[Stored data]
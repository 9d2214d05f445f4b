use thiserror::Error;

/// Errors raised while building or rendering a diagram.
///
/// Every failure is local to a single diagram build; nothing here is retried.
#[derive(Debug, Error)]
pub enum DiagramError {
    /// An incline needs exactly one of {width+height, width+angle, height+angle}
    #[error("invalid incline parameters: {0}")]
    InvalidInclineParameters(String),

    /// A point was built from a sequence that does not hold exactly two values
    #[error("point requires exactly two components, got {0}")]
    InvalidPoint(usize),

    #[error("cannot divide a point by zero")]
    DivisionByZero,

    #[error("invalid slope direction '{0}', expected '+' or '-'")]
    InvalidSlopeDirection(String),

    #[error("invalid color '{0}', expected #rrggbb")]
    InvalidColor(String),

    #[error("invalid parameter: {0}")]
    InvalidParameter(String),

    #[error("unknown figure '{0}'")]
    UnknownFigure(String),

    #[error("unknown theme preset '{0}'")]
    UnknownPreset(String),

    #[error("unknown motion '{0}'")]
    UnknownMotion(String),

    #[error("failed to parse theme: {0}")]
    Theme(#[from] toml::de::Error),

    #[error("failed to serialize display list: {0}")]
    Json(#[from] serde_json::Error),

    #[error("failed to write SVG: {0}")]
    Fmt(#[from] std::fmt::Error),

    #[error(transparent)]
    Io(#[from] std::io::Error),

    #[error("png rendering failed: {0}")]
    Png(String),
}
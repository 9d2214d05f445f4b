use std::fmt::Debug;

use crate::geometries::{Point, Transform2D};

/// A support that objects can be placed on
///
/// `t` runs from 0 at the geometrically left end to 1 at the right end. The
/// returned frame has its origin on the surface, its x' axis along the surface
/// towards the right and its y' axis along the outward normal.
pub trait Surface: Debug {
    fn surface_transform(&self, t: f64) -> Transform2D;

    fn point_on_surface(&self, t: f64) -> Point {
        self.surface_transform(t).origin()
    }
}
//! SVG-to-PNG rasterization with resvg (cargo feature `png`).
//!
//! Text is resolved against the fonts installed on the system, so labels can
//! differ slightly between machines.

use log::debug;
use resvg::tiny_skia;
use resvg::usvg;

use super::figure::Figure;
use crate::{DiagramError, Result};

/// Rasterize an SVG document; `width` rescales while keeping the aspect ratio
pub fn svg_to_png(svg: &str, width: Option<u32>) -> Result<Vec<u8>> {
    let mut fontdb = usvg::fontdb::Database::new();
    fontdb.load_system_fonts();

    let options = usvg::Options {
        fontdb: std::sync::Arc::new(fontdb),
        ..usvg::Options::default()
    };
    let tree = usvg::Tree::from_str(svg, &options)
        .map_err(|e| DiagramError::Png(format!("failed to parse SVG: {e}")))?;

    let size = tree.size();
    let (svg_w, svg_h) = (size.width(), size.height());
    let (px_w, px_h) = match width {
        Some(w) => (w, (svg_h * w as f32 / svg_w).ceil() as u32),
        None => (svg_w.ceil() as u32, svg_h.ceil() as u32),
    };
    if px_w == 0 || px_h == 0 {
        return Err(DiagramError::Png("computed image dimensions are zero".to_string()));
    }

    let mut pixmap = tiny_skia::Pixmap::new(px_w, px_h)
        .ok_or_else(|| DiagramError::Png("failed to allocate pixmap".to_string()))?;
    let transform = tiny_skia::Transform::from_scale(px_w as f32 / svg_w, px_h as f32 / svg_h);
    resvg::render(&tree, transform, &mut pixmap.as_mut());

    debug!("Rasterized SVG to {}x{} px", px_w, px_h);
    pixmap
        .encode_png()
        .map_err(|e| DiagramError::Png(format!("failed to encode PNG: {e}")))
}

/// Render a figure straight to PNG bytes
pub fn render_png(figure: &Figure, width: Option<u32>) -> Result<Vec<u8>> {
    let svg = figure.to_svg()?;
    svg_to_png(&svg, width)
}

#[cfg(test)]
mod tests {
    use super::*;
    use crate::render::DrawCommand;
    use crate::style::{Color, ShapeStyle};
    use crate::geometries::Point;

    #[test]
    fn test_png_signature_and_size() {
        let mut figure = Figure::default();
        figure.set_limits((0.0, 2.0), (0.0, 1.0)).unwrap();
        figure.push(DrawCommand::Circle {
            center: Point::new(1.0, 0.5),
            radius: 0.4,
            style: ShapeStyle::filled(Color::rgb(0xdc, 0x26, 0x26)),
        });

        let png = render_png(&figure, Some(240)).unwrap();
        assert_eq!(&png[..8], b"\x89PNG\r\n\x1a\n");

        let pixmap = tiny_skia::Pixmap::decode_png(&png).unwrap();
        assert_eq!(pixmap.width(), 240);
        assert_eq!(pixmap.height(), 120);
    }

    #[test]
    fn test_invalid_svg_is_an_error() {
        assert!(matches!(svg_to_png("not svg", None), Err(DiagramError::Png(_))));
    }
}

Task brief: Report each line in the preceding entries that holds the string "axis".

Task answer:
/// returned frame has its origin on the surface, its x' axis along the surface
/// towards the right and its y' axis along the outward normal.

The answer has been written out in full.